A Grã-Bretanha registou mais de 230.000 mortes por COVID, uma taxa de mortalidade semelhante à dos Estados Unidos e da Itália, mas superior à de qualquer outro lugar da Europa Ocidental, e ainda está a recuperar das consequências económicas.
Um inquérito, que Johnson ordenou em maio de 2021, apresentou uma avaliação contundente da resposta do seu governo à pandemia, criticando a sua liderança indecisa, criticando o seu gabinete em Downing Street por quebrar as suas próprias regras e castigando o seu principal conselheiro, Dominic Cummings.
“Havia uma cultura tóxica e caótica no centro do governo do Reino Unido durante a pandemia”, disse a presidente do inquérito, a ex-juíza Heather Hallett, no seu relatório.
Hallett disse que Johnson não conseguiu avaliar a gravidade do vírus depois que ele surgiu no início de 2020, acreditando que não daria em nada e foi distraído por outros assuntos do governo, com a Grã-Bretanha na época atolada em negociações sobre sua saída da União Europeia.
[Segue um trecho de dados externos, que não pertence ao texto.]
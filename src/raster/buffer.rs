use crate::foundation::error::{LoaderError, LoaderResult};
use crate::foundation::math::mul_div255_u8;
use crate::raster::mask::GridMask;

/// An RGBA8 raster, tightly packed, row-major, straight alpha.
///
/// Effects never mutate a buffer they were handed; every frame is a fresh buffer.
#[derive(Clone, Debug, PartialEq, Eq)]
pub struct RasterBuffer {
    /// Width in pixels.
    pub width: u32,
    /// Height in pixels.
    pub height: u32,
    /// RGBA8 bytes, `width * height * 4` long.
    pub data: Vec<u8>,
}

impl RasterBuffer {
    /// Wrap existing RGBA8 bytes, validating the length.
    pub fn new(width: u32, height: u32, data: Vec<u8>) -> LoaderResult<Self> {
        let expected = (width as usize)
            .checked_mul(height as usize)
            .and_then(|v| v.checked_mul(4))
            .ok_or_else(|| LoaderError::validation("raster size overflow"))?;
        if data.len() != expected {
            return Err(LoaderError::validation(format!(
                "raster data length {} does not match {}x{}x4",
                data.len(),
                width,
                height
            )));
        }
        Ok(Self {
            width,
            height,
            data,
        })
    }

    /// A fully transparent raster.
    pub fn transparent(width: u32, height: u32) -> Self {
        Self {
            width,
            height,
            data: vec![0u8; (width as usize) * (height as usize) * 4],
        }
    }

    /// A square, fully transparent raster.
    pub fn transparent_square(size: u32) -> Self {
        Self::transparent(size, size)
    }

    fn offset(&self, x: u32, y: u32) -> usize {
        ((y as usize) * (self.width as usize) + (x as usize)) * 4
    }

    pub fn pixel(&self, x: u32, y: u32) -> [u8; 4] {
        let i = self.offset(x, y);
        [
            self.data[i],
            self.data[i + 1],
            self.data[i + 2],
            self.data[i + 3],
        ]
    }

    pub fn put_pixel(&mut self, x: u32, y: u32, px: [u8; 4]) {
        let i = self.offset(x, y);
        self.data[i..i + 4].copy_from_slice(&px);
    }

    pub fn alpha(&self, x: u32, y: u32) -> u8 {
        self.data[self.offset(x, y) + 3]
    }

    pub fn is_fully_transparent(&self) -> bool {
        self.data.chunks_exact(4).all(|px| px[3] == 0)
    }

    pub fn is_square(&self) -> bool {
        self.width == self.height
    }

    /// Colour-negated copy: RGB inverted, alpha preserved.
    pub fn negated(&self) -> Self {
        let mut out = self.clone();
        for px in out.data.chunks_exact_mut(4) {
            px[0] = 255 - px[0];
            px[1] = 255 - px[1];
            px[2] = 255 - px[2];
        }
        out
    }

    /// Copy a `size x size` block from `src` at `(sx, sy)` to `self` at `(dx, dy)`.
    ///
    /// Pixels with zero source alpha are skipped, so transparent source regions never punch
    /// holes into what is already drawn. Pixels falling outside either raster are ignored.
    pub fn copy_block(
        &mut self,
        src: &RasterBuffer,
        (sx, sy): (u32, u32),
        (dx, dy): (u32, u32),
        size: u32,
    ) {
        for cy in 0..size {
            let (py, qy) = (sy + cy, dy + cy);
            if py >= src.height || qy >= self.height {
                break;
            }
            for cx in 0..size {
                let (px, qx) = (sx + cx, dx + cx);
                if px >= src.width || qx >= self.width {
                    break;
                }
                let s = src.pixel(px, py);
                if s[3] == 0 {
                    continue;
                }
                self.put_pixel(qx, qy, s);
            }
        }
    }

    /// Draw the cells of `settled` selected by `mask`.
    ///
    /// Mask cell `(x, y)` maps to grid cell `(x + offset, y + offset)` of `settled`; cells landing
    /// outside the grid are dropped.
    pub fn from_masked_cells(
        settled: &RasterBuffer,
        mask: &GridMask,
        cell_size: u32,
        offset: i64,
    ) -> Self {
        let mut out = Self::transparent(settled.width, settled.height);
        let grid_w = i64::from(settled.width / cell_size.max(1));
        let grid_h = i64::from(settled.height / cell_size.max(1));
        for c in mask.iter_on() {
            let gx = c.x as i64 + offset;
            let gy = c.y as i64 + offset;
            if gx < 0 || gy < 0 || gx >= grid_w || gy >= grid_h {
                continue;
            }
            let sx = gx as u32 * cell_size;
            let sy = gy as u32 * cell_size;
            out.copy_block(settled, (sx, sy), (sx, sy), cell_size);
        }
        out
    }

    /// Composite `top` over `self` (straight alpha source-over).
    pub fn composite_under(&self, top: &RasterBuffer) -> LoaderResult<RasterBuffer> {
        if self.width != top.width || self.height != top.height {
            return Err(LoaderError::validation(format!(
                "composite size mismatch: {}x{} vs {}x{}",
                self.width, self.height, top.width, top.height
            )));
        }
        let mut out = self.clone();
        for (d, s) in out.data.chunks_exact_mut(4).zip(top.data.chunks_exact(4)) {
            let px = over([d[0], d[1], d[2], d[3]], [s[0], s[1], s[2], s[3]]);
            d.copy_from_slice(&px);
        }
        Ok(out)
    }

    /// Convert into an `image` crate buffer (for PNG export).
    pub fn into_rgba_image(self) -> LoaderResult<image::RgbaImage> {
        image::RgbaImage::from_raw(self.width, self.height, self.data)
            .ok_or_else(|| LoaderError::validation("raster data does not fit its dimensions"))
    }

    /// Wrap an `image` crate buffer.
    pub fn from_rgba_image(img: image::RgbaImage) -> Self {
        let (width, height) = img.dimensions();
        Self {
            width,
            height,
            data: img.into_raw(),
        }
    }
}

/// Straight-alpha source-over for one pixel.
pub fn over(dst: [u8; 4], src: [u8; 4]) -> [u8; 4] {
    let sa = u16::from(src[3]);
    if sa == 0 {
        return dst;
    }
    if sa == 255 || dst[3] == 0 {
        return src;
    }

    let da = mul_div255_u8(u16::from(dst[3]), 255 - sa);
    let out_a = u16::from(src[3]) + u16::from(da);
    let mut out = [0u8; 4];
    for i in 0..3 {
        let num = u32::from(src[i]) * u32::from(sa) + u32::from(dst[i]) * u32::from(da);
        out[i] = ((num + u32::from(out_a) / 2) / u32::from(out_a)).min(255) as u8;
    }
    out[3] = out_a.min(255) as u8;
    out
}

#[cfg(test)]
#[path = "../../tests/unit/raster/buffer.rs"]
mod tests;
“O Sr. Johnson deveria ter percebido mais cedo que se tratava de uma emergência que exigia que a liderança do primeiro-ministro injetasse urgência na resposta”, disse o relatório.
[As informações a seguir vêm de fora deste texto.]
//! Pixel-loader synthesizes looping "loading icon" animations from a single static icon.
//!
//! The source icon is pixelated onto a square cell grid and animated through a fixed phase
//! vocabulary: a hold on the original, a hash-jittered break into cells, then either an angular
//! clear/rebuild sweep or a stroke-grown custom build, and finally an idle loop. Everything is
//! deterministic, so the same config and icon always produce byte-identical frames.
//!
//! - Decode an icon into a [`SourceIcon`]
//! - Create a [`FrameSynth`] per style variant
//! - Render single frames or stream the whole loop into a [`FrameSink`]
#![forbid(unsafe_code)]

/// Icon decoding and contain-resizing.
pub mod assets;
pub mod config;
/// Per-cell animation effects.
pub mod effects;
/// Frame sinks: GIF via `ffmpeg`, PNG frame directories, in-memory.
pub mod encode;
pub mod foundation;
pub mod plan;
pub mod queue;
/// Pixel buffers and cell masks.
pub mod raster;
/// Frame synthesis and the variant pipeline.
pub mod render;
pub mod style;

pub use crate::assets::decode::SourceIcon;
pub use crate::config::{LoaderConfig, StrategyKind};
pub use crate::encode::frames::{FrameDirSink, Manifest};
pub use crate::encode::gif::{FfmpegGifSink, GifSinkOpts};
pub use crate::encode::sink::{FrameSink, InMemorySink, SinkConfig};
pub use crate::foundation::core::{FrameIndex, FrameRange};
pub use crate::foundation::error::{LoaderError, LoaderResult};
pub use crate::plan::phases::{Phase, PhaseKind, PhasePlan};
pub use crate::queue::BuildQueue;
pub use crate::raster::buffer::RasterBuffer;
pub use crate::raster::mask::GridMask;
pub use crate::render::orchestrator::{FrameSynth, LoopKind};
pub use crate::render::pipeline::{
    OutputOpts, RenderStats, RenderThreading, VariantReport, build_variants, render_to_sink,
};
pub use crate::style::render::StyleVariant;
O primeiro-ministro do Reino Unido, Boris Johnson, pediu desculpas após a divulgação de um relatório culpando ele e altos funcionários por uma série de festas movidas a álcool em 10 Downing Street que quebraram as próprias regras de bloqueio do governo devido à COVID-19.
Quando compareceu perante o comité em 2023, Johnson disse que o seu governo tinha sido demasiado complacente e tinha “subestimado enormemente” os riscos, dizendo que compreendia a raiva do público.
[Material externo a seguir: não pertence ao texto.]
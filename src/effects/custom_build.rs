//! Procedural "draw the icon" animation over a fixed 24x24 icon mask.
//!
//! A three-cell-thick diagonal stroke starts at the top-left corner, runs along the top edge,
//! turns down the right edge, back across the bottom and up the left edge while the centre bar
//! grows bottom-up in lockstep. Steps that change nothing visible inside the icon mask are
//! dropped. The mirrored clear sequence erases the icon in the same order, so
//! `clear ++ build` loops seamlessly.

use crate::raster::buffer::RasterBuffer;
use crate::raster::mask::GridMask;
use crate::style::render::mask_offset;

/// Logical resolution of the build animation.
pub const ICON_MASK_SIZE: usize = 24;

/// Minimum build sequence length; shorter sequences are padded with their last frame.
pub const DEFAULT_TARGET_LEN: usize = 73;

const EDGE_CAP: u32 = 0b0011_1111_1111_1111_1111_1100;
const EDGE_SHOULDER: u32 = 0b0111_1111_1111_1111_1111_1110;
const EDGE_FULL: u32 = 0b1111_1111_1111_1111_1111_1111;
const BODY: u32 = 0b1110_0001_1000_0000_0000_0111;

const ICON_ROWS: [u32; ICON_MASK_SIZE] = [
    EDGE_CAP,
    EDGE_SHOULDER,
    EDGE_FULL,
    BODY,
    BODY,
    BODY,
    BODY,
    BODY,
    BODY,
    BODY,
    BODY,
    BODY,
    BODY,
    BODY,
    BODY,
    BODY,
    BODY,
    BODY,
    BODY,
    BODY,
    BODY,
    EDGE_FULL,
    EDGE_SHOULDER,
    EDGE_CAP,
];

/// The loader icon: rounded square outline with a vertical stroke left of centre.
pub fn icon_mask() -> GridMask {
    GridMask::from_bit_rows(&ICON_ROWS, ICON_MASK_SIZE)
}

struct StrokeBuilder<'a> {
    visibility: &'a GridMask,
    grid: GridMask,
    frames: Vec<GridMask>,
}

impl<'a> StrokeBuilder<'a> {
    fn new(visibility: &'a GridMask) -> Self {
        Self {
            visibility,
            grid: GridMask::new(visibility.size()),
            frames: Vec::new(),
        }
    }

    fn set(&mut self, x: i64, y: i64) {
        self.grid.set_if_in_bounds(x, y, true);
    }

    /// Keep the current grid as a frame unless it looks identical to the previous one.
    fn commit(&mut self) {
        let changed = match self.frames.last() {
            Some(last) => last.differs_within(&self.grid, self.visibility),
            None => true,
        };
        if changed {
            self.frames.push(self.grid.clone());
        }
    }

    fn is_set(&self, x: i64, y: i64) -> bool {
        x >= 0 && y >= 0 && self.grid.get(x as usize, y as usize)
    }

    fn seed_top_left(&mut self, n: i64) {
        for k in 1..=n - 4 {
            self.set(k + 1, 0);
            self.set(k, 1);
            self.set(k - 1, 2);
            self.commit();
        }
    }

    fn close_top_right(&mut self, n: i64) {
        for x in [n - 2, n - 1] {
            self.set(x, 0);
            self.set(x - 1, 1);
            self.set(x - 2, 2);
            if x == n - 1 {
                self.set(x - 1, 2);
            }
            self.commit();
        }
    }

    fn right_edge_step(&mut self, n: i64, y: i64) {
        self.set(n - 1, y);
        self.set(n - 2, y - 1);
        self.set(n - 3, y - 2);
        self.commit();
    }

    fn descend_right_edge(&mut self, n: i64) {
        for y in 1..=3 {
            self.right_edge_step(n, y);
        }
        for y in 0..n {
            self.right_edge_step(n, y);
        }
    }

    fn cross_bottom_edge(&mut self, n: i64) {
        let mut start_x = n - 1;
        for x in (0..n).rev() {
            if !self.is_set(x, n - 1) {
                break;
            }
            start_x = x - 1;
        }

        for x in (0..=start_x).rev() {
            self.set(x, n - 1);
            self.set(x + 1, n - 2);
            self.set(x + 2, n - 3);
            if x == start_x - 1 {
                // inner bottom-right corner
                self.set(x - 1, n - 1);
                self.set(x, n - 2);
            }
            self.commit();
        }
    }

    fn climb_left_edge(&mut self, n: i64) {
        let bar = CenterBar::find(self.visibility);

        for y in (0..n).rev() {
            self.set(0, y);
            self.set(1, y + 1);
            self.set(2, y + 2);
            if y == n - 3 {
                // inner bottom-left corner
                self.set(0, y - 1);
                self.set(1, y);
            }

            if let Some(bar) = bar.as_ref() {
                if let Some(bottom) = bar.bottom_row
                    && y == bottom + 1
                {
                    self.set(bar.first, bottom);
                }
                for (i, col) in bar.columns().enumerate() {
                    let row = y + i as i64;
                    if row < n && self.visibility.get(col as usize, row as usize) {
                        self.set(col, row);
                    }
                }
            }

            self.commit();
        }
    }

    fn fill_remaining(&mut self) {
        let visibility = self.visibility;
        for c in visibility.iter_on() {
            if self.grid.get(c.x, c.y) {
                continue;
            }
            self.grid.set(c.x, c.y, true);
            self.commit();
        }
    }
}

/// Centre stroke columns plus the lowest row where that stroke is a separate run.
struct CenterBar {
    first: i64,
    last: i64,
    bottom_row: Option<i64>,
}

impl CenterBar {
    fn find(mask: &GridMask) -> Option<Self> {
        let segment = mask.center_segment()?;
        let bottom_row = (0..mask.size()).rev().find(|&y| {
            let segments = mask.row_segments(y);
            segments.len() >= 3 && segments[segments.len() / 2].contains(segment.start)
        });
        Some(Self {
            first: segment.start as i64,
            last: segment.end as i64,
            bottom_row: bottom_row.map(|y| y as i64),
        })
    }

    fn columns(&self) -> impl Iterator<Item = i64> {
        self.first..=self.last
    }
}

/// Deduplicated build frames, before padding.
pub fn distinct_build_frames(visibility: &GridMask) -> Vec<GridMask> {
    let n = visibility.size() as i64;
    let mut b = StrokeBuilder::new(visibility);
    b.seed_top_left(n);
    b.close_top_right(n);
    b.descend_right_edge(n);
    b.cross_bottom_edge(n);
    b.climb_left_edge(n);
    b.fill_remaining();
    b.frames
}

/// Build frames padded with the final frame up to `target_len`.
pub fn build_frames(visibility: &GridMask, target_len: usize) -> Vec<GridMask> {
    let mut frames = distinct_build_frames(visibility);
    if let Some(last) = frames.last().cloned() {
        frames.resize(frames.len().max(target_len), last);
    }
    frames
}

/// Mirror of `build`: a cell is on where the build frame has not drawn it yet.
pub fn clear_frames(build: &[GridMask], visibility: &GridMask) -> Vec<GridMask> {
    build
        .iter()
        .map(|frame| {
            let mut cleared = GridMask::new(visibility.size());
            for c in visibility.iter_on() {
                if !frame.get(c.x, c.y) {
                    cleared.set(c.x, c.y, true);
                }
            }
            cleared
        })
        .collect()
}

/// The full clear-then-build loop.
pub fn loop_frames(visibility: &GridMask, target_len: usize) -> Vec<GridMask> {
    let build = build_frames(visibility, target_len);
    let mut out = clear_frames(&build, visibility);
    out.extend(build);
    out
}

/// Repeat each of the first `slow_count` frames `multiplier` times.
pub fn expand_slow(frames: Vec<GridMask>, slow_count: usize, multiplier: u32) -> Vec<GridMask> {
    if multiplier <= 1 || slow_count == 0 {
        return frames;
    }
    let cutoff = slow_count.min(frames.len());
    let mut out = Vec::with_capacity(frames.len() + cutoff * (multiplier as usize - 1));
    for (i, frame) in frames.into_iter().enumerate() {
        let repeat = if i < cutoff { multiplier as usize } else { 1 };
        out.extend(std::iter::repeat_n(frame, repeat));
    }
    out
}

/// Expand one build frame to pixels: settled cells under "on" mask cells, mask centred in grid.
pub fn render_custom_frame(
    settled: &RasterBuffer,
    frame: &GridMask,
    grid_size: u32,
    cell_size: u32,
) -> RasterBuffer {
    let offset = mask_offset(grid_size, frame.size());
    RasterBuffer::from_masked_cells(settled, frame, cell_size, offset)
}

#[cfg(test)]
#[path = "../../tests/unit/effects/custom_build.rs"]
mod tests;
Hallett disse que quando Johnson anunciou um bloqueio, em 23 de março, era muito pouco, muito tarde, uma crítica que ela fez repetidamente ao governo britânico e às administrações descentralizadas da Escócia, País de Gales e Irlanda do Norte.
Se a Grã-Bretanha tivesse bloqueado apenas uma semana antes, em 16 de Março, como o consenso das evidências dizia que deveria, o número de mortes na primeira vaga até Julho teria sido reduzido em cerca de 23.000 ou 48 por cento, concluiu o relatório.
A incapacidade de agir mais cedo, uma vez que os casos aumentaram no final do ano, também levou a novos confinamentos nacionais, acrescentou.
Hallett disse que o inquérito reconheceu que Johnson teve de enfrentar decisões profundas, mas disse que mudou repetidamente de ideias, não conseguindo tomar decisões oportunas, apesar de uma compreensão mais clara do vírus.